Exercise requirements
What is the number of lines in the records below holding the string "client"? Reply with it and nothing else.

The input
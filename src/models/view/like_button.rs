use crate::middleware::error::AppResult;
use crate::models::view::likes::ProjectLikesView;
use crate::services::like_service::LikeToggle;

/// What a like button shows while talking to the ledger.
///
/// Starts from the server rendered hint, refuses a second toggle while one is
/// in flight and drops results that land after the button went away.
#[derive(Debug, Clone, PartialEq, Eq)]
pub struct LikeButtonState {
    project_id: String,
    count: u32,
    liked: bool,
    pending: bool,
    mounted: bool,
    error: Option<String>,
}

impl LikeButtonState {
    pub fn new(project_id: &str, initial_hint: Option<u32>, liked: bool) -> Self {
        Self {
            project_id: project_id.to_string(),
            count: initial_hint.unwrap_or(0),
            liked,
            pending: false,
            mounted: true,
            error: None,
        }
    }

    pub fn project_id(&self) -> &str {
        &self.project_id
    }

    pub fn count(&self) -> u32 {
        self.count
    }

    pub fn liked(&self) -> bool {
        self.liked
    }

    pub fn error(&self) -> Option<&str> {
        self.error.as_deref()
    }

    pub fn is_disabled(&self) -> bool {
        self.pending || !self.mounted
    }

    /// A fetch that lands mid-toggle is stale, the toggle result wins.
    pub fn apply_fetch(&mut self, view: &ProjectLikesView) {
        if !self.mounted || self.pending || view.project_id != self.project_id {
            return;
        }
        self.count = view.likes_count;
        self.liked = view.liked;
    }

    /// Returns false when the toggle must not be issued.
    pub fn begin_toggle(&mut self) -> bool {
        if self.is_disabled() {
            return false;
        }
        self.pending = true;
        self.error = None;
        true
    }

    pub fn finish_toggle(&mut self, result: AppResult<LikeToggle>) {
        if !self.mounted {
            return;
        }
        self.pending = false;
        match result {
            Ok(toggle) => {
                self.count = toggle.new_count;
                self.liked = toggle.new_liked_state;
            }
            Err(err) => self.error = Some(err.to_string()),
        }
    }

    pub fn unmount(&mut self) {
        self.mounted = false;
    }
}
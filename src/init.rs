use std::sync::Arc;

use axum::{
    http::{header::CONTENT_TYPE, HeaderValue, Method, StatusCode},
    response::{IntoResponse, Response},
    routing::get,
    Router,
};
use tower_cookies::CookieManagerLayer;
use tower_http::{cors::CorsLayer, trace::TraceLayer};
use tracing::warn;

use crate::config::AppConfig;
use crate::middleware::mw_ctx::CtxState;
use crate::routes::likes;

pub fn main_router(ctx_state: &Arc<CtxState>, config: &AppConfig) -> Router {
    let router = Router::new()
        .route("/hc", get(get_hc))
        .merge(likes::routes())
        .with_state(ctx_state.clone())
        .layer(CookieManagerLayer::new())
        .layer(TraceLayer::new_for_http());

    match config
        .allowed_origin
        .as_deref()
        .map(|origin| origin.parse::<HeaderValue>())
    {
        Some(Ok(origin)) => router.layer(
            CorsLayer::new()
                .allow_origin(origin)
                .allow_methods([Method::GET, Method::POST, Method::OPTIONS])
                .allow_headers([CONTENT_TYPE])
                .allow_credentials(true),
        ),
        Some(Err(err)) => {
            warn!("->> ALLOWED_ORIGIN ignored: {err}");
            router
        }
        None => router,
    }
}

async fn get_hc() -> Response {
    const VERSION: &str = env!("CARGO_PKG_VERSION");
    (StatusCode::OK, format!("v{}", VERSION)).into_response()
}
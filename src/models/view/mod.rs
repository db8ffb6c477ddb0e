pub mod like_button;
pub mod likes;
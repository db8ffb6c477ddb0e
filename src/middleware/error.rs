use std::fmt;

use axum::{http::StatusCode, response::IntoResponse};
use serde::{Deserialize, Serialize};
use tracing::error;
use uuid::Uuid;

#[derive(Debug, PartialEq, Eq, Clone)]
pub struct CtxError {
    pub error: AppError,
    pub req_id: Uuid,
}

#[derive(Clone, Debug, PartialEq, Eq, Serialize, Deserialize)]
pub enum AppError {
    Generic { description: String },
    ValidationFail { description: String },
    Serde { source: String },
    StoreUnavailable { source: String },
    TransactionConflict { source: String },
    LocalStorageUnavailable { source: String },
    LikeUpdateFail { project_id: String, reason: String },
}

/// ApiError has to have the req_id to report to the client and implements IntoResponse.
pub type CtxResult<T> = core::result::Result<T, CtxError>;
/// Any error for storing before composing a response.
pub type AppResult<T> = core::result::Result<T, AppError>;

impl std::error::Error for AppError {}

impl AppError {
    /// Store errors that mean the write did not take effect.
    pub fn is_store_failure(&self) -> bool {
        matches!(
            self,
            AppError::StoreUnavailable { .. } | AppError::TransactionConflict { .. }
        )
    }
}

impl From<AppError> for CtxError {
    fn from(value: AppError) -> Self {
        CtxError {
            req_id: Uuid::new_v4(),
            error: value,
        }
    }
}

const INTERNAL: &str = "Internal error";

impl fmt::Display for AppError {
    fn fmt(&self, f: &mut fmt::Formatter<'_>) -> fmt::Result {
        match self {
            Self::Generic { description } => write!(f, "{description}"),
            Self::ValidationFail { description } => write!(f, "{description}"),
            Self::Serde { source } => write!(f, "Serde error - {source}"),
            Self::StoreUnavailable { .. } => write!(f, "Like store is unavailable"),
            Self::TransactionConflict { .. } => write!(f, "Like store is busy, try again"),
            Self::LocalStorageUnavailable { .. } => write!(f, "{INTERNAL}"),
            Self::LikeUpdateFail { project_id, .. } => {
                write!(f, "Could not update likes for project {project_id}")
            }
        }
    }
}

#[derive(Serialize, Deserialize, Debug)]
pub struct ErrorResponseBody {
    error: String,
    req_id: String,
}

impl ErrorResponseBody {
    pub fn new(error: String, req_id: Option<String>) -> Self {
        ErrorResponseBody {
            error,
            req_id: req_id.unwrap_or_else(|| Uuid::new_v4().to_string()),
        }
    }
}

// REST error response
impl IntoResponse for CtxError {
    fn into_response(self) -> axum::response::Response {
        error!("->> {:<12} - into_response - {self:?}", "ERROR");
        let status_code = match self.error {
            AppError::ValidationFail { .. } | AppError::Serde { .. } => StatusCode::BAD_REQUEST,
            AppError::StoreUnavailable { .. }
            | AppError::TransactionConflict { .. }
            | AppError::LikeUpdateFail { .. } => StatusCode::SERVICE_UNAVAILABLE,
            AppError::Generic { .. } | AppError::LocalStorageUnavailable { .. } => {
                StatusCode::INTERNAL_SERVER_ERROR
            }
        };
        let err = self.error.clone();
        let body = ErrorResponseBody::new(self.error.to_string(), Some(self.req_id.to_string()));
        let mut response = (status_code, axum::Json(body)).into_response();
        // Insert the real Error into the response - for the logger
        response.extensions_mut().insert(err);
        response
    }
}

// External Errors
impl From<serde_json::Error> for AppError {
    fn from(value: serde_json::Error) -> Self {
        Self::Serde {
            source: value.to_string(),
        }
    }
}

impl From<surrealdb::Error> for AppError {
    fn from(value: surrealdb::Error) -> Self {
        let source = value.to_string();
        let lowered = source.to_lowercase();
        // the engine reports the losing side of a write-write race this way
        if lowered.contains("can be retried") || lowered.contains("conflict") {
            Self::TransactionConflict { source }
        } else {
            Self::StoreUnavailable { source }
        }
    }
}

impl From<validator::ValidationErrors> for AppError {
    fn from(value: validator::ValidationErrors) -> Self {
        Self::ValidationFail {
            description: value.to_string(),
        }
    }
}
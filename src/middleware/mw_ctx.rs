use std::fmt::{Debug, Formatter};
use std::sync::Arc;

use crate::config::AppConfig;
use crate::database::client::Database;

pub struct CtxState {
    pub db: Database,
    pub liked_cookie_max_age_days: i64,
}

impl Debug for CtxState {
    fn fmt(&self, f: &mut Formatter<'_>) -> std::fmt::Result {
        f.debug_struct("CtxState")
            .field("liked_cookie_max_age_days", &self.liked_cookie_max_age_days)
            .finish_non_exhaustive()
    }
}

pub fn create_ctx_state(db: Database, config: &AppConfig) -> Arc<CtxState> {
    Arc::new(CtxState {
        db,
        liked_cookie_max_age_days: config.liked_cookie_max_age_days,
    })
}
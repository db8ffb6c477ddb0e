use serde::{Deserialize, Serialize};

/// Remote counter for one project, as stored. `likes` never drops below zero.
#[derive(Debug, Clone, PartialEq, Eq, Serialize, Deserialize)]
pub struct LikeCounter {
    pub project_id: String,
    pub likes: i64,
}

impl LikeCounter {
    pub fn count(&self) -> u32 {
        likes_to_count(self.likes)
    }
}

/// Stored ints are 64 bit, counts shown to visitors saturate at `u32::MAX`.
pub fn likes_to_count(likes: i64) -> u32 {
    u32::try_from(likes.max(0)).unwrap_or(u32::MAX)
}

Task result
2